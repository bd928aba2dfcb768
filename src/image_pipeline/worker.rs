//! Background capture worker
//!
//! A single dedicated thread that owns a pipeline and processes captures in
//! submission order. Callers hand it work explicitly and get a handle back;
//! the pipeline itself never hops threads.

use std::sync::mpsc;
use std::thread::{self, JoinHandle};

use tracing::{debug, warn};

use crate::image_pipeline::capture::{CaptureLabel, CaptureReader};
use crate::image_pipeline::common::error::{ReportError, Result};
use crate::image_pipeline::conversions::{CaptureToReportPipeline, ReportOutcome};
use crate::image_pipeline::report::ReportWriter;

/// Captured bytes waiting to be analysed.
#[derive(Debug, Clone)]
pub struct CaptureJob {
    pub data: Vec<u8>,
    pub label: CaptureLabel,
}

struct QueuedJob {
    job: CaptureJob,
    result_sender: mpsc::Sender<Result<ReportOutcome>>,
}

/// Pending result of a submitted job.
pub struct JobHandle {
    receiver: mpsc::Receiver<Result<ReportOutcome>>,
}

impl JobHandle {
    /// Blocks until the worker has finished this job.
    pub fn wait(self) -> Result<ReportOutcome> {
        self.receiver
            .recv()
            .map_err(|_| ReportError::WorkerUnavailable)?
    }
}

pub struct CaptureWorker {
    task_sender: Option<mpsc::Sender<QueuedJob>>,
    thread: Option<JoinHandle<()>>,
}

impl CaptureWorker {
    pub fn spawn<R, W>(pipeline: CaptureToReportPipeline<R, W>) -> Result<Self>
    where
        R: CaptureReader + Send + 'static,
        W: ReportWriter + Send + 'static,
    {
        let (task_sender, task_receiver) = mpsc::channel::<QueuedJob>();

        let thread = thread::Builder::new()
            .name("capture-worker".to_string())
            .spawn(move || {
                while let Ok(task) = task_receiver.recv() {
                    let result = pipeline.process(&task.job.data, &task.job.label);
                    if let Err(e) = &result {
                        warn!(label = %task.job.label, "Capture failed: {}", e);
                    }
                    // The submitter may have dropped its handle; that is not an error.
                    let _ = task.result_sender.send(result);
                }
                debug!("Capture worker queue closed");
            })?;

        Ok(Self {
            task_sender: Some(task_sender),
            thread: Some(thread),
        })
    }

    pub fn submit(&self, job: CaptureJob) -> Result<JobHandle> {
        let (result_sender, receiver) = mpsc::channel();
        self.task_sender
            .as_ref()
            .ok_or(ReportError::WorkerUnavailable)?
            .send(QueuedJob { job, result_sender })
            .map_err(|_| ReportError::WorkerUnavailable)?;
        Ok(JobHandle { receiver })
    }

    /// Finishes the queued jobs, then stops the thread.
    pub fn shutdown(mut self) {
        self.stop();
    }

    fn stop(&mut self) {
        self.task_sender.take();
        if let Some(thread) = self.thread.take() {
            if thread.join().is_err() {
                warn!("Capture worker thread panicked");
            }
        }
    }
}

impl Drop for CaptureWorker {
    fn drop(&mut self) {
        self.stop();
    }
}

§ §

Please transcribe, exactly and with nothing added, the lines from the first line of the material above through the line that contains "W: ReportWriter +".

Answer to this problem ->
repository bd928aba2dfcb768
filename src/image_pipeline/worker.rs
//! Background capture worker
//!
//! A single dedicated thread that owns a pipeline and processes captures in
//! submission order. Callers hand it work explicitly and get a handle back;
//! the pipeline itself never hops threads.

use std::sync::mpsc;
use std::thread::{self, JoinHandle};

use tracing::{debug, warn};

use crate::image_pipeline::capture::{CaptureLabel, CaptureReader};
use crate::image_pipeline::common::error::{ReportError, Result};
use crate::image_pipeline::conversions::{CaptureToReportPipeline, ReportOutcome};
use crate::image_pipeline::report::ReportWriter;

/// Captured bytes waiting to be analysed.
#[derive(Debug, Clone)]
pub struct CaptureJob {
    pub data: Vec<u8>,
    pub label: CaptureLabel,
}

struct QueuedJob {
    job: CaptureJob,
    result_sender: mpsc::Sender<Result<ReportOutcome>>,
}

/// Pending result of a submitted job.
pub struct JobHandle {
    receiver: mpsc::Receiver<Result<ReportOutcome>>,
}

impl JobHandle {
    /// Blocks until the worker has finished this job.
    pub fn wait(self) -> Result<ReportOutcome> {
        self.receiver
            .recv()
            .map_err(|_| ReportError::WorkerUnavailable)?
    }
}

pub struct CaptureWorker {
    task_sender: Option<mpsc::Sender<QueuedJob>>,
    thread: Option<JoinHandle<()>>,
}

impl CaptureWorker {
    pub fn spawn<R, W>(pipeline: CaptureToReportPipeline<R, W>) -> Result<Self>
    where
        R: CaptureReader + Send + 'static,
        W: ReportWriter + Send + 'static,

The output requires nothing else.